Cigarette taxes can certainly be regressive, imposing a larger burden on lower income tax payers. I agree that this is a problem and we should move to a more progressive tax structure overall. I would also strongly support increasing benefits to poor families, especially children. And I do not know anyone who wants more domestic violence. Having said all of that, these things really have nothing to do with the argument about cigarette taxes. You can make the tax system more progressive and increase benefits to poor people and institute better support for victims of domestic violence while raising cigarette taxes. They are not mutually exclusive.
Yes, I believe that governments want people to quit smoking because fewer smokers mean lower health care costs. The rising cost of health care is much bigger budget headache than the loss of cigarette tax income. The primary government agencies that might suffer financially from a reduction in smoking would be Social Security and government pension funds because non-smokers live longer and therefore collect more retirement benefits. So unless the agency benefits from premature death, it would benefit from a reduction in tobacco use. Pretty macabre, eh?

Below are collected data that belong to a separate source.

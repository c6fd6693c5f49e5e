//! CLI wiring for gramforge.

use crate::config::SearchConfig;
use crate::oracle::CommandOracle;
use crate::search::GrammarEvolution;
use anyhow::{anyhow, Result};
use clap::{Parser, Subcommand};
use gramforge_formula::FeatureSet;
use gramforge_optimizer::{KnowledgeBase, OptimizationCatalog};
use std::path::{Path, PathBuf};
use tracing::info;

#[derive(Parser, Debug)]
#[command(
    name = "gramforge",
    about = "Grammar-guided search for compiler optimization decisions"
)]
pub struct Cli {
    #[command(subcommand)]
    pub command: Command,
}

#[derive(Subcommand, Debug)]
pub enum Command {
    /// Evolve decision formulas for one program, scoring them with an
    /// external compile-and-measure command.
    Search {
        /// JSON feature file: [{"name", "sub"?, "value"}].
        #[arg(long)]
        features: PathBuf,
        /// JSON optimization catalog; the built-in pass list when omitted.
        #[arg(long)]
        catalog: Option<PathBuf>,
        /// JSON search configuration; flags below override it.
        #[arg(long)]
        config: Option<PathBuf>,
        #[arg(long)]
        knowledge_base: Option<PathBuf>,
        #[arg(long)]
        generations: Option<usize>,
        #[arg(long)]
        candidates: Option<usize>,
        #[arg(long)]
        seed: Option<u64>,
        #[arg(long)]
        timeout_ms: Option<u64>,
        #[arg(long, default_value_t = false)]
        parameterized: bool,
        /// Write the search report as JSON.
        #[arg(long)]
        report: Option<PathBuf>,
        /// Compile-and-measure command. Receives the decisions on stdin and
        /// prints the cost as its last line of output.
        #[arg(last = true, required = true)]
        command: Vec<String>,
    },
    /// Print the best candidates of a knowledge base.
    Inspect {
        #[arg(long)]
        knowledge_base: PathBuf,
        #[arg(long, default_value_t = 10)]
        top: usize,
    },
    /// List the decision points a catalog yields.
    Catalog {
        #[arg(long)]
        catalog: Option<PathBuf>,
        #[arg(long, default_value_t = false)]
        parameterized: bool,
    },
}

pub fn run_cli(cli: Cli) -> Result<()> {
    tracing_subscriber::fmt::fmt()
        .with_env_filter(tracing_subscriber::EnvFilter::from_default_env())
        .with_target(false)
        .init();

    match cli.command {
        Command::Search {
            features,
            catalog,
            config,
            knowledge_base,
            generations,
            candidates,
            seed,
            timeout_ms,
            parameterized,
            report,
            command,
        } => {
            let mut config = match config {
                Some(path) => SearchConfig::load(path)?,
                None => SearchConfig::default(),
            };
            if let Some(path) = knowledge_base {
                config.knowledge_base = Some(path);
            }
            if let Some(generations) = generations {
                config.generations = generations;
            }
            if let Some(candidates) = candidates {
                config.candidates_number = candidates;
            }
            if seed.is_some() {
                config.seed = seed;
            }
            if let Some(timeout_ms) = timeout_ms {
                config.oracle_timeout_ms = timeout_ms;
            }
            config.parameterized |= parameterized;

            let features = FeatureSet::load(&features)?;
            let catalog = load_catalog(catalog.as_deref())?;
            let oracle = CommandOracle::from_command_line(&command, config.oracle_timeout())
                .ok_or_else(|| anyhow!("a compile-and-measure command is required after --"))?;
            info!(
                program = oracle.program(),
                features = features.len(),
                optimizations = catalog.len(),
                "starting search"
            );

            let mut search = GrammarEvolution::new(config, &catalog, &features, oracle)?;
            let outcome = search.run()?;

            println!(
                "baseline_cost={:.6} best_speedup={:.4} knowledge_score={:.4} evaluations={}",
                outcome.baseline_cost,
                outcome.best_fitness,
                outcome.knowledge_score,
                outcome.ranking.len()
            );
            print!("{}", outcome.best);

            if let Some(path) = report {
                outcome.report().save(&path)?;
                info!(path = %path.display(), "search report written");
            }
        }
        Command::Inspect {
            knowledge_base,
            top,
        } => {
            if !knowledge_base.exists() {
                return Err(anyhow!(
                    "knowledge base {} does not exist",
                    knowledge_base.display()
                ));
            }
            let knowledge = KnowledgeBase::load_from_file(&knowledge_base)?;
            println!("candidates={}", knowledge.len());
            for (rank, candidate) in knowledge.ranked().into_iter().take(top).enumerate() {
                println!("#{} {}", rank + 1, candidate);
            }
        }
        Command::Catalog {
            catalog,
            parameterized,
        } => {
            let catalog = load_catalog(catalog.as_deref())?;
            for point in catalog.decision_points(parameterized) {
                println!("{}", point);
            }
        }
    }

    Ok(())
}

fn load_catalog(path: Option<&Path>) -> Result<OptimizationCatalog> {
    let catalog = match path {
        Some(path) => OptimizationCatalog::load(path)?,
        None => OptimizationCatalog::default_passes(),
    };
    catalog
        .validate()
        .map_err(|err| anyhow!("invalid optimization catalog: {}", err))?;
    Ok(catalog)
}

It is not exactly breaking news that use of tobacco is an addiction or that it is hard to quit smoking. We all get that. It is also not clear that increased cigarette taxes will make people quit. Economists will tell you that consumer demand for cigarettes is not very price sensitive once you are addicted, though it might keep some teenagers from taking up the habit. All I am saying is that until cigarette taxes increase to the point that they cover the government expenditures for smoking-related health care, non-smoking tax payers are subsizing the tobacco habits of smokers. And that policy does not seem particularly rational to me.